■ Working data ■
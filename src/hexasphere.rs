//! Hexasphere main structure

use glam::DVec3;
use std::collections::HashSet;
use std::time::Instant;

use crate::config::HexasphereConfig;
use crate::error::Result;
use crate::generation::{generate_raw_tiles_with_progress, resolve_neighbors, Progress, TileNeighborMap};
use crate::spatial::SpatialIndex;
use crate::tile::Tile;

/// A complete hexasphere: the fixed tile set plus its neighbor graph
///
/// Everything is computed once in `build` and never changes afterwards, so a
/// hexasphere can be shared across threads (typically behind an `Arc`).
///
/// # Examples
///
/// ```
/// use hexasphere_life::*;
///
/// let config = HexasphereConfig::new(1.0, 2, 0.9).unwrap();
/// let sphere = Hexasphere::build(config).unwrap();
///
/// assert_eq!(sphere.tile_count(), 42);
/// assert_eq!(sphere.pentagon_count(), 12);
///
/// if let Some(tile) = sphere.get_tile(0) {
///     println!("Tile 0 at {:?} has {} neighbors", tile.coordinate, tile.neighbor_count());
/// }
/// ```
#[derive(Clone)]
pub struct Hexasphere {
    /// Configuration used to build this hexasphere
    config: HexasphereConfig,

    /// All tiles, indexed by tile ID
    tiles: Vec<Tile>,

    /// Tile ID → neighbor IDs
    neighbor_map: TileNeighborMap,

    /// Spatial index over tile centres
    spatial_index: SpatialIndex,
}

impl Hexasphere {
    /// Build a hexasphere from a configuration
    ///
    /// Subdivides the icosahedron, synthesizes one tile per mesh point and
    /// resolves every tile's neighbors.
    ///
    /// # Arguments
    ///
    /// * `config` - Radius, division count and hex size
    ///
    /// # Returns
    ///
    /// `Result<Hexasphere>` - The complete tile set, or the first failure
    ///
    /// # Errors
    ///
    /// - `InvalidConfig` if the configuration is out of range
    /// - `TopologyViolation` if a tile's faces cannot be chained into a fan
    /// - `NeighborCountMismatch` if a tile does not resolve one neighbor per side
    pub fn build(config: HexasphereConfig) -> Result<Self> {
        Self::build_inner(config, &mut Progress::silent())
    }

    /// Build a hexasphere, reporting milestones to `status` as they happen
    ///
    /// The callback only observes; it is not retained after this call returns.
    ///
    /// # Example
    ///
    /// ```
    /// use hexasphere_life::*;
    ///
    /// let mut messages = Vec::new();
    /// let config = HexasphereConfig::new(1.0, 1, 1.0).unwrap();
    /// let sphere = Hexasphere::build_with_status(config, &mut |msg: &str| {
    ///     messages.push(msg.to_string());
    /// })
    /// .unwrap();
    ///
    /// assert_eq!(sphere.tile_count(), 12);
    /// assert!(!messages.is_empty());
    /// ```
    pub fn build_with_status(config: HexasphereConfig, status: &mut dyn FnMut(&str)) -> Result<Self> {
        Self::build_inner(config, &mut Progress::with_status(status))
    }

    fn build_inner(config: HexasphereConfig, progress: &mut Progress<'_>) -> Result<Self> {
        let start = Instant::now();
        progress.info(format!(
            "Building hexasphere: {} divisions, radius {}, hex size {}",
            config.divisions, config.radius, config.hex_size
        ));

        // Generate raw tiles (geometry only, no neighbors)
        let raw_tiles = generate_raw_tiles_with_progress(&config, progress)?;

        // Build spatial index over the tile centres
        let centres: Vec<DVec3> = raw_tiles.iter().map(|t| t.centre).collect();
        let spatial_index = SpatialIndex::new(&centres);

        // Resolve each tile's neighbors from the index
        progress.info(format!(
            "Calculating neighborhoods for all {} tiles",
            raw_tiles.len()
        ));
        let neighbor_map = resolve_neighbors(&raw_tiles, &spatial_index)?;

        let tiles: Vec<Tile> = raw_tiles
            .into_iter()
            .map(|raw| {
                let neighbors = neighbor_map.get(raw.id).to_vec();
                Tile::from_raw(raw, neighbors)
            })
            .collect();

        let vertex_count: usize = tiles.iter().map(|t| t.vertex_count()).sum();
        progress.info(format!(
            "Computation time {:.3?} for {} divisions yielding {} tiles ({} boundary vertices)",
            start.elapsed(),
            config.divisions,
            tiles.len(),
            vertex_count
        ));

        Ok(Self {
            config,
            tiles,
            neighbor_map,
            spatial_index,
        })
    }

    /// Get the configuration used to build this hexasphere
    #[inline]
    pub fn config(&self) -> &HexasphereConfig {
        &self.config
    }

    /// Get the sphere radius
    #[inline]
    pub fn radius(&self) -> f64 {
        self.config.radius
    }

    /// Get the number of tiles
    #[inline]
    pub fn tile_count(&self) -> usize {
        self.tiles.len()
    }

    /// Get the number of pentagon tiles (always 12)
    pub fn pentagon_count(&self) -> usize {
        self.tiles.iter().filter(|t| t.is_pentagon()).count()
    }

    /// Get a tile by ID
    ///
    /// Returns `None` if the tile ID is out of bounds.
    #[inline]
    pub fn get_tile(&self, id: usize) -> Option<&Tile> {
        self.tiles.get(id)
    }

    /// Get all tiles as a slice, in tile ID order
    #[inline]
    pub fn tiles(&self) -> &[Tile] {
        &self.tiles
    }

    /// Get the neighbor map
    #[inline]
    pub fn neighbor_map(&self) -> &TileNeighborMap {
        &self.neighbor_map
    }

    /// Get neighbor IDs for a tile
    ///
    /// Returns an empty slice if the tile ID is invalid.
    ///
    /// # Example
    ///
    /// ```
    /// # use hexasphere_life::*;
    /// # let sphere = Hexasphere::build(HexasphereConfig::new(1.0, 2, 1.0).unwrap()).unwrap();
    /// let neighbors = sphere.neighbors(0);
    /// assert_eq!(neighbors.len(), sphere.get_tile(0).unwrap().vertex_count());
    /// ```
    #[inline]
    pub fn neighbors(&self, tile_id: usize) -> &[usize] {
        self.neighbor_map.get(tile_id)
    }

    /// Find the tile whose centre is nearest to a position
    ///
    /// Useful for turning a raycast hit into a tile ID.
    pub fn find_tile_at(&self, position: DVec3) -> usize {
        self.spatial_index.find_nearest(position)
    }

    /// Find tiles within a given hop count from a centre tile (BFS)
    ///
    /// Returns the IDs reachable in at most `hops` steps, including the centre
    /// tile, sorted. Returns an empty vec if `centre_id` is invalid.
    pub fn find_tiles_within_hops(&self, centre_id: usize, hops: usize) -> Vec<usize> {
        if centre_id >= self.tiles.len() {
            return vec![];
        }

        let mut visited = HashSet::new();
        let mut current = vec![centre_id];
        visited.insert(centre_id);

        for _ in 0..hops {
            let mut next = Vec::new();
            for &tile_id in &current {
                for &neighbor in self.neighbors(tile_id) {
                    if visited.insert(neighbor) {
                        next.push(neighbor);
                    }
                }
            }
            current = next;
        }

        let mut result: Vec<usize> = visited.into_iter().collect();
        result.sort_unstable();
        result
    }
}

#[cfg(test)]
mod tests {
    use super::*;
    use crate::config::expected_tile_count;

    fn sphere(radius: f64, divisions: usize, hex_size: f64) -> Hexasphere {
        Hexasphere::build(HexasphereConfig::new(radius, divisions, hex_size).unwrap()).unwrap()
    }

    #[test]
    fn test_tile_count_law() {
        for d in 1..=8 {
            let s = sphere(1.0, d, 1.0);
            assert_eq!(s.tile_count(), expected_tile_count(d));
            assert_eq!(s.pentagon_count(), 12);
            assert!(s
                .tiles()
                .iter()
                .all(|t| t.is_pentagon() || t.vertex_count() == 6));
        }
    }

    #[test]
    fn test_radius_law() {
        for radius in [0.5, 1.0, 6371.0] {
            let s = sphere(radius, 4, 0.8);
            let tolerance = 1e-9 * radius;
            for tile in s.tiles() {
                assert!((tile.centre.length() - radius).abs() < tolerance);
                for v in &tile.boundary {
                    assert!((v.length() - radius).abs() < tolerance);
                }
            }
        }
    }

    #[test]
    fn test_neighbor_cardinality_and_symmetry() {
        let s = sphere(1.0, 6, 1.0);
        for tile in s.tiles() {
            assert_eq!(tile.neighbor_count(), tile.vertex_count());
            assert!(!tile.is_neighbor_of(tile.id));
            for &n in &tile.neighbors {
                assert!(s.neighbors(n).contains(&tile.id), "{} -> {} not mutual", tile.id, n);
            }
        }
        assert!(s.neighbor_map().is_symmetric());
    }

    #[test]
    fn test_nearest_centres_are_mesh_neighbors() {
        use crate::mesh::GeodesicMesh;
        use std::collections::BTreeSet;

        for d in [1, 2, 3, 5, 8, 16] {
            let mesh = GeodesicMesh::build(d).unwrap();
            let mut expected = vec![BTreeSet::new(); mesh.point_count()];
            for face in mesh.faces() {
                for &corner in &face.corners {
                    for &other in &face.corners {
                        if other != corner {
                            expected[corner].insert(other);
                        }
                    }
                }
            }

            let s = sphere(1.0, d, 1.0);
            for (id, edges) in expected.iter().enumerate() {
                let resolved: BTreeSet<usize> = s.neighbors(id).iter().copied().collect();
                assert_eq!(&resolved, edges, "divisions {}, tile {}", d, id);
            }
        }
    }

    #[test]
    fn test_boundary_winding_is_simple_and_outward() {
        let s = sphere(2.0, 5, 0.9);
        for tile in s.tiles() {
            let n = tile.boundary.len();
            let outward = tile.centre.normalize();
            assert!(tile.normal.dot(outward) > 0.0);

            // Every consecutive edge turns the same way around the centre,
            // which rules out self-intersection for a polygon around a point
            for i in 0..n {
                let a = tile.boundary[i] - tile.centre;
                let b = tile.boundary[(i + 1) % n] - tile.centre;
                assert!(a.cross(b).dot(outward) > 0.0, "tile {} edge {}", tile.id, i);
            }
        }
    }

    #[test]
    fn test_pentagons_are_icosahedron_vertices() {
        let s = sphere(1.0, 3, 1.0);
        // The 12 icosahedron corners are registered first
        for tile in &s.tiles()[..12] {
            assert!(tile.is_pentagon());
        }
        assert!(s.tiles()[12..].iter().all(|t| !t.is_pentagon()));
    }

    #[test]
    fn test_single_division_scenario() {
        let s = sphere(1.0, 1, 1.0);
        assert_eq!(s.tile_count(), 12);
        for tile in s.tiles() {
            assert!(tile.is_pentagon());
            assert_eq!(tile.neighbor_count(), 5);
            assert!((tile.centre.length() - 1.0).abs() < 1e-12);
        }
    }

    #[test]
    fn test_get_tile() {
        let s = sphere(1.0, 2, 1.0);
        assert!(s.get_tile(0).is_some());
        assert!(s.get_tile(s.tile_count()).is_none());
        assert!(s.neighbors(s.tile_count()).is_empty());
    }

    #[test]
    fn test_find_tile_at() {
        let s = sphere(3.0, 4, 1.0);
        for tile in s.tiles() {
            assert_eq!(s.find_tile_at(tile.centre), tile.id);
        }
    }

    #[test]
    fn test_find_tiles_within_hops() {
        let s = sphere(1.0, 4, 1.0);

        assert_eq!(s.find_tiles_within_hops(20, 0), vec![20]);

        let r1 = s.find_tiles_within_hops(20, 1);
        assert_eq!(r1.len(), 1 + s.neighbors(20).len());

        let r2 = s.find_tiles_within_hops(20, 2);
        assert!(r2.len() > r1.len());

        assert!(s.find_tiles_within_hops(999_999, 3).is_empty());
    }

    #[test]
    fn test_build_is_deterministic() {
        let a = sphere(1.0, 4, 0.9);
        let b = sphere(1.0, 4, 0.9);
        assert_eq!(a.tiles(), b.tiles());
    }

    #[test]
    fn test_hex_size_does_not_change_topology() {
        let full = sphere(1.0, 4, 1.0);
        let gapped = sphere(1.0, 4, 0.3);
        assert_eq!(full.neighbor_map(), gapped.neighbor_map());
        for (a, b) in full.tiles().iter().zip(gapped.tiles()) {
            assert!(b.approximate_area() < a.approximate_area());
        }
    }

    #[test]
    fn test_status_callback_reports_progress() {
        let mut messages: Vec<String> = Vec::new();
        let config = HexasphereConfig::new(1.0, 2, 1.0).unwrap();
        Hexasphere::build_with_status(config, &mut |msg: &str| messages.push(msg.to_string())).unwrap();

        assert!(messages.iter().any(|m| m.starts_with("Starting computation of face 1 of 20")));
        assert!(messages.iter().any(|m| m.contains("Calculating neighborhoods for all 42 tiles")));
        assert!(messages.last().unwrap().contains("yielding 42 tiles"));
    }
}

■ Problem requirements ■
Starting at the line above that holds "let n = tile.boundary.len();" and ending at the line that holds "let b = tile.boundary[(i", transcribe each line exactly and include no other lines.

■ Result of this exercise ■
            let n = tile.boundary.len();
            let outward = tile.centre.normalize();
            assert!(tile.normal.dot(outward) > 0.0);

            // Every consecutive edge turns the same way around the centre,
            // which rules out self-intersection for a polygon around a point
            for i in 0..n {
                let a = tile.boundary[i] - tile.centre;
                let b = tile.boundary[(i + 1) % n] - tile.centre;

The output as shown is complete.